When examining the inter-annual variation of cumulative evaporation, we noted that the seasonal onset and the break-up of ice cover did not have a large impact on total yearly evaporative losses. The longer ice cover period in 2019 (145 days) than that of 2020 (133 days) resulted in lower cumulative evaporation. This trend is not repeated in 2021, which featured the shortest ice cover period (119 days) and lower cumulative evaporation compared to 2020 (Fig. 14). We also noted that the timing of ice onset was very consistent, as it began around January 1 of each year, while ice break-up was more variable between years. As for duration, the onset of ice lasted between two and three weeks while ice break-up lasted five to seven weeks prior to the reservoir becoming completely ice-free.
3.3 Uncertainties
There are uncertainties that affected the EC measurements that were used in this study.

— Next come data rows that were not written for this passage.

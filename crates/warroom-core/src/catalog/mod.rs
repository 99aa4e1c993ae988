// Player catalog: the fixed universe of draftable players, indexed by id.
//
// A catalog is built once from a `CatalogSource` and is read-only afterwards,
// apart from the `drafted` flag which only the draft engine may set.

pub mod consensus;
pub mod fantasypros;

use std::collections::{HashMap, HashSet};

use chrono::{DateTime, Utc};
use tracing::{info, warn};

use crate::player::{PlayerId, PlayerRecord, Position};

pub use consensus::ConsensusJsonSource;
pub use fantasypros::FantasyProsCsvSource;

// ---------------------------------------------------------------------------
// Error type
// ---------------------------------------------------------------------------

#[derive(Debug, thiserror::Error)]
pub enum CatalogError {
    #[error("catalog source produced no players")]
    Empty,

    #[error("no player with id {id} in catalog")]
    NotFound { id: PlayerId },

    #[error("failed to read file {path}: {source}")]
    Io {
        path: String,
        source: std::io::Error,
    },

    #[error("JSON error in {path}: {source}")]
    Json {
        path: String,
        source: serde_json::Error,
    },

    #[error("CSV error in {path}: {source}")]
    Csv { path: String, source: csv::Error },
}

// ---------------------------------------------------------------------------
// Sources
// ---------------------------------------------------------------------------

/// Descriptive information about where a catalog came from.
#[derive(Debug, Clone, Default, PartialEq)]
pub struct CatalogMeta {
    /// Human-readable label of the data source (e.g. "FantasyPros CSV").
    pub source: Option<String>,
    /// When the rankings were generated, if the source says so.
    pub updated_at: Option<DateTime<Utc>>,
}

/// Player records produced by a single source read.
#[derive(Debug, Clone, Default)]
pub struct LoadedPlayers {
    pub players: Vec<PlayerRecord>,
    pub meta: CatalogMeta,
}

/// Anything that can supply the initial player pool.
pub trait CatalogSource {
    fn load(&self) -> Result<LoadedPlayers, CatalogError>;
}

/// A hardcoded list of players.
#[derive(Debug, Clone, Default)]
pub struct StaticSource {
    players: Vec<PlayerRecord>,
}

impl StaticSource {
    pub fn new(players: Vec<PlayerRecord>) -> Self {
        StaticSource { players }
    }
}

impl CatalogSource for StaticSource {
    fn load(&self) -> Result<LoadedPlayers, CatalogError> {
        Ok(LoadedPlayers {
            players: self.players.clone(),
            meta: CatalogMeta {
                source: Some("static".to_string()),
                updated_at: None,
            },
        })
    }
}

// ---------------------------------------------------------------------------
// Catalog
// ---------------------------------------------------------------------------

/// The loaded player pool, in source order.
#[derive(Debug, Clone)]
pub struct Catalog {
    players: Vec<PlayerRecord>,
    index: HashMap<PlayerId, usize>,
    /// 1-based rank by ECR among players of the same position.
    position_ranks: HashMap<PlayerId, u32>,
    meta: CatalogMeta,
}

impl Catalog {
    /// Build a catalog from raw records.
    ///
    /// Every record starts undrafted. When two records share an id the first
    /// one wins and the later one is dropped with a warning.
    pub fn from_records(records: Vec<PlayerRecord>) -> Result<Self, CatalogError> {
        Self::build(records, CatalogMeta::default())
    }

    /// Load every record the source yields.
    pub fn load(source: &dyn CatalogSource) -> Result<Self, CatalogError> {
        let loaded = source.load()?;
        Self::build(loaded.players, loaded.meta)
    }

    /// Load from a source, keeping only players whose position is in `allowed`.
    pub fn load_allowed(
        source: &dyn CatalogSource,
        allowed: &[Position],
    ) -> Result<Self, CatalogError> {
        let loaded = source.load()?;
        let before = loaded.players.len();
        let players: Vec<PlayerRecord> = loaded
            .players
            .into_iter()
            .filter(|p| allowed.contains(&p.position))
            .collect();
        if players.len() < before {
            info!(
                "Dropped {} players outside the allowed positions",
                before - players.len()
            );
        }
        Self::build(players, loaded.meta)
    }

    fn build(records: Vec<PlayerRecord>, meta: CatalogMeta) -> Result<Self, CatalogError> {
        let mut players = Vec::with_capacity(records.len());
        let mut seen = HashSet::new();
        for mut record in records {
            if !seen.insert(record.id) {
                warn!(
                    "skipping duplicate player id {} ('{}')",
                    record.id, record.name
                );
                continue;
            }
            record.drafted = false;
            players.push(record);
        }

        if players.is_empty() {
            return Err(CatalogError::Empty);
        }

        let index = players
            .iter()
            .enumerate()
            .map(|(i, p)| (p.id, i))
            .collect();
        let position_ranks = rank_by_position(&players);

        info!(
            "Catalog loaded: {} players from {}",
            players.len(),
            meta.source.as_deref().unwrap_or("unknown source")
        );

        Ok(Catalog {
            players,
            index,
            position_ranks,
            meta,
        })
    }

    /// Look up a player by id.
    pub fn get(&self, id: PlayerId) -> Result<&PlayerRecord, CatalogError> {
        self.index
            .get(&id)
            .map(|&i| &self.players[i])
            .ok_or(CatalogError::NotFound { id })
    }

    pub fn contains(&self, id: PlayerId) -> bool {
        self.index.contains_key(&id)
    }

    /// Ids in catalog order.
    pub fn ids(&self) -> impl Iterator<Item = PlayerId> + '_ {
        self.players.iter().map(|p| p.id)
    }

    /// Number of players. A catalog is never empty.
    #[allow(clippy::len_without_is_empty)]
    pub fn len(&self) -> usize {
        self.players.len()
    }

    /// Positional rank ("WR12" -> 12), by ECR within the player's position.
    /// `None` for players without an ECR.
    pub fn position_rank(&self, id: PlayerId) -> Option<u32> {
        self.position_ranks.get(&id).copied()
    }

    pub fn meta(&self) -> &CatalogMeta {
        &self.meta
    }

    /// Flip the drafted flag and hand back the record. Only the draft engine
    /// calls this.
    pub(crate) fn mark_drafted(&mut self, id: PlayerId) -> Option<&PlayerRecord> {
        let &i = self.index.get(&id)?;
        let record = &mut self.players[i];
        record.drafted = true;
        Some(record)
    }
}

/// Rank ranked players within each position by ascending ECR. Ties keep
/// catalog order.
fn rank_by_position(players: &[PlayerRecord]) -> HashMap<PlayerId, u32> {
    let mut ranked: Vec<(&Position, f64, PlayerId)> = players
        .iter()
        .filter_map(|p| p.ecr.map(|ecr| (&p.position, ecr, p.id)))
        .collect();
    ranked.sort_by(|a, b| a.1.total_cmp(&b.1));

    let mut next: HashMap<&Position, u32> = HashMap::new();
    let mut ranks = HashMap::with_capacity(ranked.len());
    for (position, _, id) in ranked {
        let rank = next.entry(position).or_insert(0);
        *rank += 1;
        ranks.insert(id, *rank);
    }
    ranks
}

// ---------------------------------------------------------------------------
// Tests
// ---------------------------------------------------------------------------

#[cfg(test)]
mod tests {
    use super::*;

    fn player(id: u32, name: &str, pos: Position, bye: Option<u8>) -> PlayerRecord {
        PlayerRecord::new(id, name, pos, "KC", bye)
    }

    #[test]
    fn empty_records_rejected() {
        let err = Catalog::from_records(vec![]).unwrap_err();
        assert!(matches!(err, CatalogError::Empty));
    }

    #[test]
    fn get_known_and_unknown() {
        let catalog = Catalog::from_records(vec![
            player(1, "Patrick Mahomes", Position::Quarterback, Some(10)),
            player(2, "Travis Kelce", Position::TightEnd, Some(10)),
        ])
        .unwrap();

        assert_eq!(catalog.get(PlayerId(2)).unwrap().name, "Travis Kelce");
        let err = catalog.get(PlayerId(9)).unwrap_err();
        assert!(matches!(err, CatalogError::NotFound { id } if id == PlayerId(9)));
    }

    #[test]
    fn ids_preserve_source_order() {
        let catalog = Catalog::from_records(vec![
            player(30, "C", Position::WideReceiver, None),
            player(10, "A", Position::WideReceiver, None),
            player(20, "B", Position::WideReceiver, None),
        ])
        .unwrap();
        let ids: Vec<u32> = catalog.ids().map(|id| id.0).collect();
        assert_eq!(ids, vec![30, 10, 20]);
    }

    #[test]
    fn duplicate_ids_keep_first() {
        let catalog = Catalog::from_records(vec![
            player(1, "First", Position::RunningBack, None),
            player(1, "Second", Position::RunningBack, None),
            player(2, "Other", Position::RunningBack, None),
        ])
        .unwrap();
        assert_eq!(catalog.len(), 2);
        assert_eq!(catalog.get(PlayerId(1)).unwrap().name, "First");
    }

    #[test]
    fn drafted_flag_reset_on_load() {
        let mut p = player(1, "Already", Position::Kicker, None);
        p.drafted = true;
        let catalog = Catalog::from_records(vec![p]).unwrap();
        assert!(!catalog.get(PlayerId(1)).unwrap().drafted);
    }

    #[test]
    fn static_source_load() {
        let source = StaticSource::new(vec![player(1, "A", Position::Defense, Some(7))]);
        let catalog = Catalog::load(&source).unwrap();
        assert_eq!(catalog.len(), 1);
        assert_eq!(catalog.meta().source.as_deref(), Some("static"));
    }

    #[test]
    fn load_allowed_filters_positions() {
        let source = StaticSource::new(vec![
            player(1, "QB", Position::Quarterback, None),
            player(2, "FB", Position::Other("FB".into()), None),
            player(3, "WR", Position::WideReceiver, None),
        ]);
        let catalog =
            Catalog::load_allowed(&source, &[Position::Quarterback, Position::WideReceiver])
                .unwrap();
        let ids: Vec<u32> = catalog.ids().map(|id| id.0).collect();
        assert_eq!(ids, vec![1, 3]);
    }

    #[test]
    fn load_allowed_everything_filtered_is_empty() {
        let source = StaticSource::new(vec![player(1, "FB", Position::Other("FB".into()), None)]);
        let err = Catalog::load_allowed(&source, &[Position::Quarterback]).unwrap_err();
        assert!(matches!(err, CatalogError::Empty));
    }

    #[test]
    fn position_rank_orders_by_ecr_within_position() {
        let ranked = |id, pos, ecr| {
            let mut p = player(id, "X", pos, None);
            p.ecr = ecr;
            p
        };
        let catalog = Catalog::from_records(vec![
            ranked(1, Position::WideReceiver, Some(9.5)),
            ranked(2, Position::RunningBack, Some(1.0)),
            ranked(3, Position::WideReceiver, Some(2.0)),
            ranked(4, Position::WideReceiver, None),
            ranked(5, Position::WideReceiver, Some(9.5)),
        ])
        .unwrap();
        assert_eq!(catalog.position_rank(PlayerId(3)), Some(1));
        assert_eq!(catalog.position_rank(PlayerId(1)), Some(2));
        assert_eq!(catalog.position_rank(PlayerId(5)), Some(3));
        assert_eq!(catalog.position_rank(PlayerId(2)), Some(1));
        assert_eq!(catalog.position_rank(PlayerId(4)), None);
    }

    #[test]
    fn mark_drafted_sets_flag() {
        let mut catalog =
            Catalog::from_records(vec![player(1, "A", Position::TightEnd, None)]).unwrap();
        assert!(catalog.mark_drafted(PlayerId(1)).unwrap().drafted);
        assert!(catalog.get(PlayerId(1)).unwrap().drafted);
        assert!(catalog.mark_drafted(PlayerId(2)).is_none());
    }
}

Random sampling uncertainties were calculated following Finkelstein and Sims (2001) and amounted to ≈ 2% for both sensible and latent heat fluxes over the whole study period. In addition, the error associated with gap-filling was noteworthy for H , LE and Rn because of the difficulty of measuring fluxes over an inland water body. The use of a raft results in oscillations that must be considered in the calculation process, while the use of a flux tower on the shore limits the measurement period over the reservoir.
EC measurements were also subject to underestimations linked to the lack of energy balance closure (Foken, 2008), which is best described in terms of the energy balance ratio (EBR, equation 3). Figure 15 illustrates the monthly EBR values in the reservoir for 2019 to 2021. This confirms that the energy budget layer was subject to non-closure.